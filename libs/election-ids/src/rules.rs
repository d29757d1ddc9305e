//! Per-election-type rules.
//!
//! The rules say which optional segments an election type may carry. They
//! are loaded from a JSON data package; the default package is embedded in
//! the crate. The process-wide table is initialized once and never mutated
//! afterwards, so it can be read from any thread without locking.

use std::collections::BTreeMap;
use std::sync::OnceLock;

use serde::{Deserialize, Serialize};

use crate::error::{IdError, RulesError};
use crate::types::ElectionType;

/// The data package shipped with the crate.
pub const DEFAULT_RULES: &str = include_str!("../data/election_types.json");

static RULES: OnceLock<RuleTable> = OnceLock::new();

/// Returns the process-wide rule table, loading the embedded package on
/// first use unless another table was installed.
pub fn rules() -> &'static RuleTable {
    RULES.get_or_init(RuleTable::embedded)
}

// =============================================================================
// Rule Types
// =============================================================================

/// A subtype code and its human-readable name.
#[derive(Debug, Clone, PartialEq, Eq, Serialize, Deserialize)]
#[serde(deny_unknown_fields)]
pub struct Subtype {
    pub code: String,
    pub name: String,
}

/// The subtypes an election type may have.
#[derive(Debug, Clone, PartialEq, Eq, Serialize)]
#[serde(untagged)]
pub enum Subtypes {
    /// The election type never has a subtype segment.
    NotApplicable,
    /// A subtype segment from this list is part of every ballot id.
    Enumerated(Vec<Subtype>),
}

impl Subtypes {
    #[must_use]
    pub fn is_enumerated(&self) -> bool {
        matches!(self, Subtypes::Enumerated(_))
    }

    /// Returns true if `code` is one of the enumerated subtypes.
    #[must_use]
    pub fn contains(&self, code: &str) -> bool {
        match self {
            Subtypes::NotApplicable => false,
            Subtypes::Enumerated(subtypes) => subtypes.iter().any(|s| s.code == code),
        }
    }

    /// Returns the enumerated subtype codes, in declaration order.
    #[must_use]
    pub fn codes(&self) -> Vec<&str> {
        match self {
            Subtypes::NotApplicable => Vec::new(),
            Subtypes::Enumerated(subtypes) => subtypes.iter().map(|s| s.code.as_str()).collect(),
        }
    }
}

/// Whether an election type may have a division segment.
#[derive(Debug, Clone, PartialEq, Eq, Serialize, Deserialize)]
#[serde(untagged)]
pub enum DivisionRule {
    /// The same answer for every subtype.
    Fixed(bool),
    /// The answer depends on the subtype.
    BySubtype(BTreeMap<String, bool>),
}

impl DivisionRule {
    /// Resolves the rule for the given subtype.
    ///
    /// A per-subtype rule can only be resolved once a known subtype is set.
    pub fn resolve(
        &self,
        election_type: ElectionType,
        subtype: Option<&str>,
    ) -> Result<bool, IdError> {
        match self {
            DivisionRule::Fixed(allowed) => Ok(*allowed),
            DivisionRule::BySubtype(by_subtype) => subtype
                .and_then(|code| by_subtype.get(code).copied())
                .ok_or(IdError::DivisionRequiresPrecedingSubtype { election_type }),
        }
    }
}

/// The rules for one election type.
#[derive(Debug, Clone, PartialEq, Eq, Serialize)]
pub struct ElectionTypeSpec {
    pub election_type: ElectionType,
    pub name: String,
    pub subtypes: Subtypes,
    pub can_have_orgs: bool,
    pub can_have_divs: DivisionRule,
}

impl ElectionTypeSpec {
    /// Resolves division eligibility for the given subtype.
    pub fn can_have_divs(&self, subtype: Option<&str>) -> Result<bool, IdError> {
        self.can_have_divs.resolve(self.election_type, subtype)
    }
}

// =============================================================================
// Rule Table
// =============================================================================

/// Rules for every election type.
#[derive(Debug, Clone, PartialEq, Eq)]
pub struct RuleTable {
    // Indexed by `ElectionType` discriminant, in `ElectionType::ALL` order.
    specs: Vec<ElectionTypeSpec>,
}

#[derive(Debug, Deserialize)]
#[serde(deny_unknown_fields)]
struct DataPackage {
    election_types: BTreeMap<String, RawSpec>,
}

#[derive(Debug, Deserialize)]
#[serde(deny_unknown_fields)]
struct RawSpec {
    name: String,
    subtypes: Option<Vec<Subtype>>,
    can_have_orgs: bool,
    can_have_divs: DivisionRule,
}

impl RawSpec {
    fn into_spec(self, election_type: ElectionType) -> Result<ElectionTypeSpec, RulesError> {
        let subtypes = match self.subtypes {
            Some(subtypes) if !subtypes.is_empty() => Subtypes::Enumerated(subtypes),
            _ => Subtypes::NotApplicable,
        };

        if let DivisionRule::BySubtype(by_subtype) = &self.can_have_divs {
            if !subtypes.is_enumerated() {
                return Err(RulesError::DivisionRuleWithoutSubtypes(election_type));
            }
            if let Some(code) = by_subtype.keys().find(|code| !subtypes.contains(code)) {
                return Err(RulesError::UnknownSubtypeInDivisionRule {
                    election_type,
                    subtype: code.clone(),
                });
            }
            if let Some(code) = subtypes
                .codes()
                .into_iter()
                .find(|code| !by_subtype.contains_key(*code))
            {
                return Err(RulesError::SubtypeMissingFromDivisionRule {
                    election_type,
                    subtype: code.to_string(),
                });
            }
        }

        Ok(ElectionTypeSpec {
            election_type,
            name: self.name,
            subtypes,
            can_have_orgs: self.can_have_orgs,
            can_have_divs: self.can_have_divs,
        })
    }
}

impl RuleTable {
    /// Parses a rule table from a JSON data package.
    ///
    /// Every election type must be present exactly once.
    pub fn from_json(json: &str) -> Result<Self, RulesError> {
        let package: DataPackage = serde_json::from_str(json)?;

        let mut parsed = BTreeMap::new();
        for (key, raw) in package.election_types {
            let election_type = ElectionType::parse(&key)
                .map_err(|_| RulesError::UnknownElectionType(key.clone()))?;
            parsed.insert(election_type, raw.into_spec(election_type)?);
        }

        let specs = ElectionType::ALL
            .into_iter()
            .map(|election_type| {
                parsed
                    .remove(&election_type)
                    .ok_or(RulesError::MissingElectionType(election_type))
            })
            .collect::<Result<Vec<_>, _>>()?;

        Ok(Self { specs })
    }

    /// Parses the embedded data package.
    fn embedded() -> Self {
        let table = Self::from_json(DEFAULT_RULES).expect("embedded election type rules are valid");
        tracing::debug!(election_types = table.specs.len(), "Loaded embedded election type rules");
        table
    }

    /// Installs this table as the process-wide rule table.
    ///
    /// Fails if the table was already installed or already read.
    pub fn install(self) -> Result<(), RulesError> {
        let count = self.specs.len();
        RULES.set(self).map_err(|_| RulesError::AlreadyInstalled)?;
        tracing::info!(election_types = count, "Installed custom election type rules");
        Ok(())
    }

    /// Returns the rules for an election type.
    #[must_use]
    pub fn get(&self, election_type: ElectionType) -> &ElectionTypeSpec {
        &self.specs[election_type as usize]
    }

    /// Iterates over every election type's rules.
    pub fn iter(&self) -> impl Iterator<Item = &ElectionTypeSpec> {
        self.specs.iter()
    }
}

// =============================================================================
// Tests
// =============================================================================
//! HTTP/2 stream state tracking.

use super::flow_control::FlowControl;
pub use crate::frame::StreamId;

/// Stream state (RFC 9113 Section 5.1), without the push states.
#[derive(Debug, Clone, Copy, PartialEq, Eq)]
pub enum StreamState {
    Idle,
    Open,
    /// We sent END_STREAM.
    HalfClosedLocal,
    /// Peer sent END_STREAM.
    HalfClosedRemote,
    Closed,
}

/// Per-stream state held by a connection.
#[derive(Debug)]
pub struct Stream {
    id: StreamId,
    state: StreamState,
    send_window: FlowControl,
    recv_window: FlowControl,
    /// Whether the peer's first header block has arrived. A second block is
    /// trailers.
    headers_received: bool,
}

impl Stream {
    pub fn new(id: StreamId, send_window: u32, recv_window: u32) -> Self {
        Self {
            id,
            state: StreamState::Idle,
            send_window: FlowControl::new(send_window),
            recv_window: FlowControl::new(recv_window),
            headers_received: false,
        }
    }

    pub fn id(&self) -> StreamId {
        self.id
    }

    pub fn state(&self) -> StreamState {
        self.state
    }

    pub fn can_send(&self) -> bool {
        matches!(
            self.state,
            StreamState::Idle | StreamState::Open | StreamState::HalfClosedRemote
        )
    }

    pub fn can_recv(&self) -> bool {
        matches!(
            self.state,
            StreamState::Idle | StreamState::Open | StreamState::HalfClosedLocal
        )
    }

    pub fn is_closed(&self) -> bool {
        self.state == StreamState::Closed
    }

    /// Idle becomes Open on the first HEADERS in either direction.
    pub fn open(&mut self) {
        if self.state == StreamState::Idle {
            self.state = StreamState::Open;
        }
    }

    pub fn send_end_stream(&mut self) {
        self.state = match self.state {
            StreamState::Idle | StreamState::Open => StreamState::HalfClosedLocal,
            StreamState::HalfClosedRemote => StreamState::Closed,
            other => other,
        };
    }

    pub fn recv_end_stream(&mut self) {
        self.state = match self.state {
            StreamState::Idle | StreamState::Open => StreamState::HalfClosedRemote,
            StreamState::HalfClosedLocal => StreamState::Closed,
            other => other,
        };
    }

    pub fn reset(&mut self) {
        self.state = StreamState::Closed;
    }

    /// Record a received header block; returns true if it is the first one.
    pub fn mark_headers_received(&mut self) -> bool {
        !std::mem::replace(&mut self.headers_received, true)
    }

    pub fn send_window(&self) -> &FlowControl {
        &self.send_window
    }

    pub fn send_window_mut(&mut self) -> &mut FlowControl {
        &mut self.send_window
    }

    pub fn recv_window_mut(&mut self) -> &mut FlowControl {
        &mut self.recv_window
    }
}
//! grpc - gRPC over HTTP/2 for thread-based clients and servers.
//!
//! This crate bridges the sans-IO [`http2`] engine to gRPC semantics. It
//! does not use async/await: every connection runs on its own thread, and
//! handlers, request producers, and response consumers run on theirs.
//!
//! # Features
//!
//! - Unary and streaming RPCs in all four cardinalities
//! - Metadata, including binary `-bin` headers
//! - gzip and deflate message compression with negotiation
//! - Deadlines (`grpc-timeout`) enforced on both ends
//! - The canonical gRPC status model, with trailers-only error responses
//!
//! # Architecture
//!
//! gRPC messages are framed as:
//! - 1 byte: compressed flag
//! - 4 bytes: message length (big-endian u32)
//! - N bytes: message payload (protobuf, via `prost`)
//!
//! Each call is a [`ReceiveStream`] / [`SendStream`] pair. The connection
//! thread writes inbound DATA into the receive side and drains the send
//! side into DATA frames as flow control allows; other threads only touch
//! the streams' queues.
//!
//! ```ignore
//! let server = Server::builder(ServerConfig::default())
//!     .add_service(Service::new("helloworld.Greeter").unary_unary(
//!         "SayHello",
//!         |req: HelloRequest, _ctx| Ok(HelloReply { message: req.name }),
//!     ))
//!     .build();
//!
//! let channel = Channel::connect("127.0.0.1:50051", ChannelConfig::default())?;
//! let reply: HelloReply = channel
//!     .unary_unary("/helloworld.Greeter/SayHello", request, CallOptions::new())
//!     .message()?;
//! ```

mod broadcast;
mod buffer;
mod client;
mod codec;
mod compression;
mod connection;
mod deadline;
mod error;
mod frame;
mod metadata;
mod receive;
mod registry;
mod send;
mod server;
mod service;
mod status;

pub mod config;
pub mod metrics;

pub use broadcast::{Subscriber, tee};
pub use buffer::ByteBuffer;
pub use client::{Call, CallOptions, Channel};
pub use codec::EncodeMessage;
pub use compression::{Compression, accept_encoding, select_algorithm};
pub use config::{ChannelConfig, Http2Config, ServerConfig};
pub use error::Error;
pub use frame::{DEFAULT_MAX_MESSAGE_SIZE, HEADER_SIZE, RawMessage, decode_message, encode_message};
pub use metadata::{Metadata, Timeout};
pub use receive::{ReceiveStream, Streaming};
pub use registry::{Cardinality, MethodDescriptor, MethodRegistry, RegisteredMethod};
pub use send::SendStream;
pub use server::{Server, ServerBuilder, ShutdownHandle};
pub use service::{Service, ServerContext};
pub use status::{Code, Status};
####
WORK INSTRUCTION → From the listing above, return each line with the word "IdError".

TASK SOLUTION →
use crate::error::{IdError, RulesError};
    ) -> Result<bool, IdError> {
                .ok_or(IdError::DivisionRequiresPrecedingSubtype { election_type }),
    pub fn can_have_divs(&self, subtype: Option<&str>) -> Result<bool, IdError> {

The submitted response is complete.